Why does the world’s richest man want you to have less money?

For many rich people, acquiring wealth has become so ingrained in their lives that they don’t feel comfortable unless they are searching for ways to acquire more. I have acquaintances like that. They already have far more than they ever will spend in their remaining years, yet they are frugal to the point of absurdity.

They tip at the lower end of the scale. They give only minimally to charity. They search grocery ads for sales.

For the ultra-wealthy, the top 0.1%, the easiest path to growing their fortunes is to create distance from those beneath them, often by pushing for the government to spend less on supporting people with fewer resources.

Elon Musk is a classic example, as this article demonstrates:

America’s debt bill has grown so large that even the world’s richest man, Tesla and SpaceX CEO Elon Musk, sounded less like a tech mogul and more like someone warning the country its financial engine was starting to smoke.

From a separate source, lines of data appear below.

//! Tavily web search.
//!
//! The only adapter that needs a credential. Without a key the tool stays
//! registered and fails at call time with an authentication error.

use async_trait::async_trait;
use serde::{Deserialize, Serialize};

use crate::config::TavilyConfig;
use crate::models::{Answer, ParamSpec, Query, Record, ToolDescriptor, WebResult};
use crate::sources::{parse_query, require_text, Source, SourceError};
use crate::utils::HttpClient;

const NAME: &str = "Tavily";

/// Search modes
#[derive(Debug, Clone, Copy, Default, PartialEq, Eq, Deserialize)]
#[serde(rename_all = "lowercase")]
enum SearchType {
    /// Ranked web results
    #[default]
    General,
    /// Recent news, optionally limited to the last `days`
    News,
    /// Ranked results preceded by a synthesized answer
    Answer,
}

#[derive(Debug, Deserialize)]
struct WebSearchParams {
    #[serde(alias = "keyword")]
    query: String,
    #[serde(default)]
    search_type: SearchType,
    #[serde(default = "default_web_results")]
    max_results: usize,
    #[serde(default)]
    days: Option<u32>,
}

fn default_web_results() -> usize {
    5
}

#[derive(Debug, Serialize)]
struct SearchRequest<'a> {
    query: &'a str,
    topic: &'static str,
    search_depth: &'a str,
    max_results: usize,
    include_answer: bool,
    #[serde(skip_serializing_if = "Option::is_none")]
    days: Option<u32>,
}

#[derive(Debug, Deserialize)]
struct SearchResponse {
    #[serde(default)]
    answer: Option<String>,
    #[serde(default)]
    results: Vec<ResultRow>,
}

#[derive(Debug, Deserialize)]
struct ResultRow {
    title: Option<String>,
    url: Option<String>,
    #[serde(default)]
    content: Option<String>,
    #[serde(default)]
    score: Option<f64>,
    #[serde(default)]
    published_date: Option<String>,
}

/// `web_search`: general, news or answer-style web search
#[derive(Debug, Clone)]
pub struct TavilySource {
    client: HttpClient,
    config: TavilyConfig,
    descriptor: ToolDescriptor,
}

impl TavilySource {
    pub fn new(config: &TavilyConfig, client: HttpClient) -> Self {
        let descriptor = ToolDescriptor::new(
            "web_search",
            "Search the web with Tavily. 'general' returns ranked pages, 'news' returns \
             recent news articles, 'answer' adds a direct answer before the results.",
        )
        .param(ParamSpec::string("query", "Search query").required().alias("keyword"))
        .param(
            ParamSpec::string("search_type", "Kind of search")
                .one_of(&["general", "news", "answer"])
                .default_value("general"),
        )
        .param(
            ParamSpec::integer("max_results", "Maximum number of results")
                .default_value(default_web_results())
                .range(1, 20),
        )
        .param(
            ParamSpec::integer("days", "For news searches, how many days back to look")
                .range(1, 365),
        );

        Self {
            client,
            config: config.clone(),
            descriptor,
        }
    }

    fn build_request<'a>(&'a self, params: &'a WebSearchParams) -> SearchRequest<'a> {
        SearchRequest {
            query: &params.query,
            topic: match params.search_type {
                SearchType::News => "news",
                _ => "general",
            },
            search_depth: &self.config.search_depth,
            max_results: params.max_results,
            include_answer: params.search_type == SearchType::Answer,
            days: match params.search_type {
                SearchType::News => params.days,
                _ => None,
            },
        }
    }

    fn parse(body: SearchResponse, search_type: SearchType) -> Result<Vec<Record>, SourceError> {
        let mut records = Vec::with_capacity(body.results.len() + 1);

        if search_type == SearchType::Answer {
            match body.answer.filter(|a| !a.trim().is_empty()) {
                Some(text) => records.push(Record::Answer(Answer {
                    text: text.trim().to_string(),
                })),
                None => tracing::debug!("Tavily returned no answer"),
            }
        }

        for (index, row) in body.results.into_iter().enumerate() {
            let rank = index + 1;
            records.push(Record::WebResult(WebResult {
                rank,
                title: require_text(NAME, row.title, &format!("title of result {}", rank))?,
                url: require_text(NAME, row.url, &format!("url of result {}", rank))?,
                snippet: row.content.unwrap_or_default().trim().to_string(),
                score: row.score,
                published_date: row.published_date,
            }));
        }

        Ok(records)
    }
}

#[async_trait]
impl Source for TavilySource {
    fn id(&self) -> &str {
        "web_search"
    }

    fn provider(&self) -> &str {
        "tavily"
    }

    fn name(&self) -> &str {
        NAME
    }

    fn descriptor(&self) -> &ToolDescriptor {
        &self.descriptor
    }

    async fn invoke(&self, query: &Query) -> Result<Vec<Record>, SourceError> {
        let api_key = self
            .config
            .api_key
            .as_deref()
            .ok_or_else(|| SourceError::authentication(NAME, "TAVILY_API_KEY is not configured"))?;

        let params: WebSearchParams = parse_query(NAME, query)?;
        let url = format!("{}/search", self.config.base_url.trim_end_matches('/'));

        let body: SearchResponse = self
            .client
            .post_json(NAME, &url, api_key, &self.build_request(&params))
            .await?;

        Self::parse(body, params.search_type)
    }
}
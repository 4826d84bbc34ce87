//! Tool registry for MCP tools.
//!
//! Every registered [`Source`] becomes one tool. Arguments are validated
//! against the tool's [`ToolDescriptor`] before the adapter is called, so a
//! malformed call never reaches the network.

use std::time::Instant;

use serde::{Deserialize, Serialize};
use serde_json::Value;
use thiserror::Error;

use crate::models::{Record, SchemaViolation, ToolDescriptor};
use crate::sources::{ErrorKind, Source, SourceError, SourceRegistry};

/// Errors returned by [`ToolRegistry::invoke`]
#[derive(Debug, Clone, PartialEq, Error)]
pub enum ToolError {
    #[error("unknown tool '{0}'")]
    UnknownTool(String),

    #[error("invalid arguments for {tool}: field '{field}': {detail}")]
    SchemaViolation {
        tool: String,
        field: String,
        detail: String,
    },

    #[error(transparent)]
    Source(#[from] SourceError),
}

impl ToolError {
    fn schema(tool: &str, violation: SchemaViolation) -> Self {
        ToolError::SchemaViolation {
            tool: tool.to_string(),
            field: violation.field,
            detail: violation.detail,
        }
    }

    pub fn kind(&self) -> ErrorKind {
        match self {
            ToolError::UnknownTool(_) => ErrorKind::UnknownTool,
            ToolError::SchemaViolation { .. } => ErrorKind::SchemaViolation,
            ToolError::Source(e) => e.kind(),
        }
    }

    /// The offending field, for schema violations
    pub fn field(&self) -> Option<&str> {
        match self {
            ToolError::SchemaViolation { field, .. } => Some(field),
            _ => None,
        }
    }

    /// Structured form sent back to the agent
    pub fn to_failure(&self, tool: &str) -> ToolFailure {
        ToolFailure {
            tool: tool.to_string(),
            kind: self.kind(),
            detail: self.to_string(),
        }
    }
}

/// Serializable failure report: `{tool, kind, detail}`
#[derive(Debug, Clone, PartialEq, Serialize, Deserialize)]
pub struct ToolFailure {
    pub tool: String,
    pub kind: ErrorKind,
    pub detail: String,
}

impl std::fmt::Display for ToolFailure {
    fn fmt(&self, f: &mut std::fmt::Formatter<'_>) -> std::fmt::Result {
        // Display is the JSON form so MCP clients can parse the error message
        match serde_json::to_string(self) {
            Ok(json) => f.write_str(&json),
            Err(_) => write!(f, "{} failed ({}): {}", self.tool, self.kind, self.detail),
        }
    }
}

/// Registry for all MCP tools
#[derive(Debug, Clone, Default)]
pub struct ToolRegistry {
    sources: SourceRegistry,
}

impl ToolRegistry {
    /// Expose every source in the registry as a tool
    pub fn from_sources(sources: SourceRegistry) -> Self {
        Self { sources }
    }

    /// Descriptors of all tools, sorted by name
    pub fn descriptors(&self) -> impl Iterator<Item = &ToolDescriptor> {
        self.sources.all().map(|s| s.descriptor())
    }

    /// Get a tool descriptor by name
    pub fn get(&self, name: &str) -> Option<&ToolDescriptor> {
        self.sources.get(name).map(|s| s.descriptor())
    }

    /// Tool names, sorted
    pub fn names(&self) -> impl Iterator<Item = &str> {
        self.sources.ids()
    }

    pub fn len(&self) -> usize {
        self.sources.len()
    }

    pub fn is_empty(&self) -> bool {
        self.sources.is_empty()
    }

    /// Validate `args` against the tool's schema and call its adapter
    pub async fn invoke(&self, name: &str, args: Value) -> Result<Vec<Record>, ToolError> {
        let source = self
            .sources
            .get(name)
            .ok_or_else(|| ToolError::UnknownTool(name.to_string()))?;

        let result = Self::dispatch(source.as_ref(), &args).await;
        if let Err(e) = &result {
            tracing::warn!(tool = name, kind = %e.kind(), "tool failed: {}", e);
        }
        result
    }

    async fn dispatch(source: &dyn Source, args: &Value) -> Result<Vec<Record>, ToolError> {
        let tool = source.id();
        let query = source
            .descriptor()
            .validate(args)
            .map_err(|v| ToolError::schema(tool, v))?;

        let started = Instant::now();
        let records = source.invoke(&query).await?;
        tracing::info!(
            tool,
            count = records.len(),
            elapsed_ms = started.elapsed().as_millis() as u64,
            "tool call completed"
        );

        Ok(records)
    }
}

“A country is no different from a person,” Musk said during a Fox News interview in 2025. “If a country overspends and doesn’t spend wisely, just like a person, the country will go bankrupt.”

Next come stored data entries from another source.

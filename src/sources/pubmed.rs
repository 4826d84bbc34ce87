//! PubMed literature search using the NCBI E-utilities API.
//!
//! One logical search is two requests: `esearch` resolves the term to PMIDs,
//! `efetch` returns the article records for those ids.

use async_trait::async_trait;
use quick_xml::de::from_str;
use quick_xml::events::Event;
use quick_xml::{Reader, Writer};
use serde::Deserialize;

use crate::config::PubMedConfig;
use crate::models::{
    default_max_results, Paper, PaperBuilder, PaperOrigin, ParamSpec, Query, Record,
    ToolDescriptor,
};
use crate::sources::{parse_query, require_text, Source, SourceError};
use crate::utils::HttpClient;

const NAME: &str = "PubMed";

/// Query parameters accepted by `search_pubmed`
#[derive(Debug, Deserialize)]
struct PubMedParams {
    #[serde(alias = "keyword", alias = "gene")]
    query: String,
    #[serde(default)]
    author: Option<String>,
    #[serde(default)]
    min_date: Option<String>,
    #[serde(default)]
    max_date: Option<String>,
    #[serde(default = "default_max_results")]
    max_results: usize,
}

/// PubMed research source
#[derive(Debug, Clone)]
pub struct PubMedSource {
    client: HttpClient,
    config: PubMedConfig,
    descriptor: ToolDescriptor,
}

impl PubMedSource {
    /// Create a new PubMed source
    pub fn new(config: &PubMedConfig, client: HttpClient) -> Result<Self, regex::Error> {
        let descriptor = ToolDescriptor::new(
            "search_pubmed",
            "Search PubMed biomedical literature. Returns papers with title, authors, \
             journal, publication date, DOI and abstract.",
        )
        .param(
            ParamSpec::string(
                "query",
                "Search terms: gene, protein, compound or disease names, with optional \
                 PubMed field tags",
            )
            .required()
            .alias("keyword")
            .alias("gene"),
        )
        .param(ParamSpec::string("author", "Restrict to an author, e.g. 'Slamon DJ'"))
        .param(
            ParamSpec::string("min_date", "Earliest publication date (YYYY, YYYY/MM or YYYY/MM/DD)")
                .pattern(DATE_PATTERN)?,
        )
        .param(
            ParamSpec::string("max_date", "Latest publication date (YYYY, YYYY/MM or YYYY/MM/DD)")
                .pattern(DATE_PATTERN)?,
        )
        .param(
            ParamSpec::integer("max_results", "Maximum number of papers to return")
                .default_value(default_max_results())
                .range(1, 100),
        );

        Ok(Self {
            client,
            config: config.clone(),
            descriptor,
        })
    }

    fn endpoint(&self, utility: &str) -> String {
        format!("{}/{}.fcgi", self.config.base_url.trim_end_matches('/'), utility)
    }

    /// Parameters NCBI asks every request to carry
    fn identity_params(&self) -> Vec<(&'static str, String)> {
        let mut params = vec![("tool", self.config.tool.clone())];
        if let Some(email) = &self.config.email {
            params.push(("email", email.clone()));
        }
        if let Some(key) = &self.config.api_key {
            params.push(("api_key", key.clone()));
        }
        params
    }

    /// Build E-utilities search parameters
    fn search_params(&self, params: &PubMedParams) -> Vec<(&'static str, String)> {
        let term = match &params.author {
            Some(author) if !author.trim().is_empty() => {
                format!("({}) AND {}[Author]", params.query, author.trim())
            }
            _ => params.query.clone(),
        };

        let mut out = vec![
            ("db", "pubmed".to_string()),
            ("term", term),
            ("retmax", params.max_results.to_string()),
            ("retmode", "xml".to_string()),
        ];

        // E-utilities only honours a date range when both ends are given
        if params.min_date.is_some() || params.max_date.is_some() {
            out.push(("datetype", "pdat".to_string()));
            out.push((
                "mindate",
                params.min_date.clone().unwrap_or_else(|| "1800".to_string()),
            ));
            out.push((
                "maxdate",
                params.max_date.clone().unwrap_or_else(|| "3000".to_string()),
            ));
        }

        out.extend(self.identity_params());
        out
    }

    /// Parse E-utilities search response XML into PMIDs
    fn parse_search_response(xml: &str) -> Result<Vec<String>, SourceError> {
        #[derive(Debug, Deserialize)]
        struct ESearchResult {
            #[serde(rename = "IdList")]
            id_list: Option<IdList>,
            #[serde(rename = "ERROR")]
            error: Option<String>,
        }

        #[derive(Debug, Deserialize)]
        struct IdList {
            #[serde(rename = "Id", default)]
            ids: Vec<String>,
        }

        let result: ESearchResult = from_str(xml)
            .map_err(|e| SourceError::malformed(NAME, format!("esearch XML: {}", e)))?;

        match (result.id_list, result.error) {
            (_, Some(error)) => Err(SourceError::unavailable(NAME, None, error)),
            (Some(list), None) => Ok(list.ids),
            (None, None) => Err(SourceError::malformed(NAME, "esearch response has no IdList")),
        }
    }

    /// Parse E-utilities fetch response XML
    fn parse_fetch_response(xml: &str) -> Result<Vec<Paper>, SourceError> {
        let xml = strip_inline_markup(xml)?;
        let result: PubmedArticleSet = from_str(&xml).map_err(malformed_xml)?;

        if let Some(error) = result.error {
            return Err(SourceError::unavailable(NAME, None, error));
        }

        result.articles.into_iter().map(article_to_paper).collect()
    }
}

/// Formatting tags PubMed allows inside titles and abstracts
const INLINE_TAGS: &[&[u8]] = &[b"i", b"b", b"u", b"sup", b"sub", b"em", b"strong"];

fn is_inline(name: &[u8]) -> bool {
    INLINE_TAGS.contains(&name) || name.starts_with(b"mml:")
}

/// Drop inline formatting and MathML tags but keep their text, so each
/// title and abstract section reads as one text node.
fn strip_inline_markup(xml: &str) -> Result<String, SourceError> {
    let mut reader = Reader::from_str(xml);
    let mut writer = Writer::new(Vec::with_capacity(xml.len()));
    loop {
        let event = reader.read_event().map_err(malformed_xml)?;
        match &event {
            Event::Eof => break,
            Event::Start(e) | Event::Empty(e) if is_inline(e.name().as_ref()) => continue,
            Event::End(e) if is_inline(e.name().as_ref()) => continue,
            _ => {}
        }
        writer.write_event(event).map_err(malformed_xml)?;
    }

    String::from_utf8(writer.into_inner()).map_err(malformed_xml)
}

fn malformed_xml(e: impl std::fmt::Display) -> SourceError {
    SourceError::malformed(NAME, format!("efetch XML: {}", e))
}

const DATE_PATTERN: &str = r"^\d{4}(/\d{2}(/\d{2})?)?$";

#[derive(Debug, Deserialize)]
struct PubmedArticleSet {
    #[serde(rename = "PubmedArticle", default)]
    articles: Vec<PubmedArticle>,
    #[serde(rename = "ERROR")]
    error: Option<String>,
}

#[derive(Debug, Deserialize)]
#[allow(non_snake_case)]
struct PubmedArticle {
    MedlineCitation: Option<MedlineCitation>,
    PubmedData: Option<PubmedData>,
}

#[derive(Debug, Deserialize)]
#[allow(non_snake_case)]
struct MedlineCitation {
    PMID: Option<Text>,
    Article: Option<Article>,
}

#[derive(Debug, Deserialize)]
struct Text {
    #[serde(rename = "$text", default)]
    value: String,
}

#[derive(Debug, Deserialize)]
#[allow(non_snake_case)]
struct Article {
    Journal: Option<Journal>,
    ArticleTitle: Option<Text>,
    Abstract: Option<Abstract>,
    AuthorList: Option<AuthorList>,
}

#[derive(Debug, Deserialize)]
#[allow(non_snake_case)]
struct Journal {
    Title: Option<String>,
    JournalIssue: Option<JournalIssue>,
}

#[derive(Debug, Deserialize)]
#[allow(non_snake_case)]
struct JournalIssue {
    PubDate: Option<PubDate>,
}

#[derive(Debug, Deserialize)]
#[allow(non_snake_case)]
struct PubDate {
    Year: Option<String>,
    Month: Option<String>,
    Day: Option<String>,
    MedlineDate: Option<String>,
}

impl PubDate {
    fn render(&self) -> Option<String> {
        if let Some(year) = &self.Year {
            let parts: Vec<&str> = [Some(year), self.Month.as_ref(), self.Day.as_ref()]
                .into_iter()
                .flatten()
                .map(String::as_str)
                .collect();
            return Some(parts.join(" "));
        }
        self.MedlineDate.clone()
    }
}

#[derive(Debug, Deserialize)]
struct Abstract {
    #[serde(rename = "AbstractText", default)]
    sections: Vec<AbstractText>,
}

#[derive(Debug, Deserialize)]
struct AbstractText {
    #[serde(rename = "@Label")]
    label: Option<String>,
    #[serde(rename = "$text", default)]
    text: String,
}

#[derive(Debug, Deserialize)]
struct AuthorList {
    #[serde(rename = "Author", default)]
    authors: Vec<Author>,
}

#[derive(Debug, Deserialize)]
#[allow(non_snake_case)]
struct Author {
    LastName: Option<String>,
    ForeName: Option<String>,
    CollectiveName: Option<String>,
}

impl Author {
    fn display(&self) -> String {
        if let Some(collective) = &self.CollectiveName {
            return collective.trim().to_string();
        }
        format!(
            "{} {}",
            self.ForeName.as_deref().unwrap_or(""),
            self.LastName.as_deref().unwrap_or("")
        )
        .trim()
        .to_string()
    }
}

#[derive(Debug, Deserialize)]
#[allow(non_snake_case)]
struct PubmedData {
    ArticleIdList: Option<ArticleIdList>,
}

#[derive(Debug, Deserialize)]
struct ArticleIdList {
    #[serde(rename = "ArticleId", default)]
    ids: Vec<ArticleId>,
}

#[derive(Debug, Deserialize)]
struct ArticleId {
    #[serde(rename = "@IdType")]
    id_type: String,
    #[serde(rename = "$text", default)]
    value: String,
}

fn article_to_paper(article: PubmedArticle) -> Result<Paper, SourceError> {
    let citation = article.MedlineCitation;
    let pmid = require_text(
        NAME,
        citation.as_ref().and_then(|m| m.PMID.as_ref()).map(|p| p.value.clone()),
        "PMID",
    )?;

    let details = citation.and_then(|m| m.Article);
    let title = require_text(
        NAME,
        details
            .as_ref()
            .and_then(|a| a.ArticleTitle.as_ref())
            .map(|t| t.value.clone()),
        &format!("ArticleTitle for PMID {}", pmid),
    )?;

    let authors = details
        .as_ref()
        .and_then(|a| a.AuthorList.as_ref())
        .map(|list| {
            list.authors
                .iter()
                .map(Author::display)
                .filter(|name| !name.is_empty())
                .collect::<Vec<_>>()
                .join("; ")
        })
        .unwrap_or_default();

    let abstract_text = details
        .as_ref()
        .and_then(|a| a.Abstract.as_ref())
        .map(|ab| {
            ab.sections
                .iter()
                .map(|s| match &s.label {
                    Some(label) => format!("{}: {}", label, s.text.trim()),
                    None => s.text.trim().to_string(),
                })
                .collect::<Vec<_>>()
                .join(" ")
        })
        .unwrap_or_default();

    let journal = details.as_ref().and_then(|a| a.Journal.as_ref());
    let journal_title = journal.and_then(|j| j.Title.clone()).unwrap_or_default();
    let published_date = journal
        .and_then(|j| j.JournalIssue.as_ref())
        .and_then(|ji| ji.PubDate.as_ref())
        .and_then(PubDate::render)
        .unwrap_or_default();

    let doi = article
        .PubmedData
        .as_ref()
        .and_then(|pd| pd.ArticleIdList.as_ref())
        .and_then(|list| list.ids.iter().find(|id| id.id_type == "doi"))
        .map(|id| id.value.clone())
        .unwrap_or_default();

    let url = format!("https://pubmed.ncbi.nlm.nih.gov/{}/", pmid);

    Ok(PaperBuilder::new(pmid, title, url, PaperOrigin::PubMed)
        .authors(authors)
        .abstract_text(abstract_text)
        .journal(journal_title)
        .doi(doi)
        .published_date(published_date)
        .build())
}

#[async_trait]
impl Source for PubMedSource {
    fn id(&self) -> &str {
        "search_pubmed"
    }

    fn provider(&self) -> &str {
        "pubmed"
    }

    fn name(&self) -> &str {
        NAME
    }

    fn descriptor(&self) -> &ToolDescriptor {
        &self.descriptor
    }

    async fn invoke(&self, query: &Query) -> Result<Vec<Record>, SourceError> {
        let params: PubMedParams = parse_query(NAME, query)?;

        let xml = self
            .client
            .get_text(NAME, &self.endpoint("esearch"), &self.search_params(&params))
            .await?;
        let ids = Self::parse_search_response(&xml)?;

        if ids.is_empty() {
            return Ok(Vec::new());
        }

        let mut fetch_params = vec![
            ("db", "pubmed".to_string()),
            ("id", ids.join(",")),
            ("retmode", "xml".to_string()),
        ];
        fetch_params.extend(self.identity_params());

        let xml = self
            .client
            .get_text(NAME, &self.endpoint("efetch"), &fetch_params)
            .await?;
        let mut papers = Self::parse_fetch_response(&xml)?;

        // keep esearch relevance order
        papers.sort_by_key(|p| ids.iter().position(|id| *id == p.paper_id).unwrap_or(usize::MAX));

        Ok(papers.into_iter().map(Record::from).collect())
    }
}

Musk understands that the finances of a Monetarily Sovereign nation like the U.S. work differently from those of an individual.

The U.S. has the unlimited capacity to create dollars, so if it needed to pay a ten trillion or even a hundred trillion-dollar invoice, it could do so effortlessly with just a few keystrokes.

In practical terms, the federal government cannot go bankrupt, and it doesn’t even need to collect taxes.

He said corruption, waste, and unchecked spending were pushing the country toward dangerous territory.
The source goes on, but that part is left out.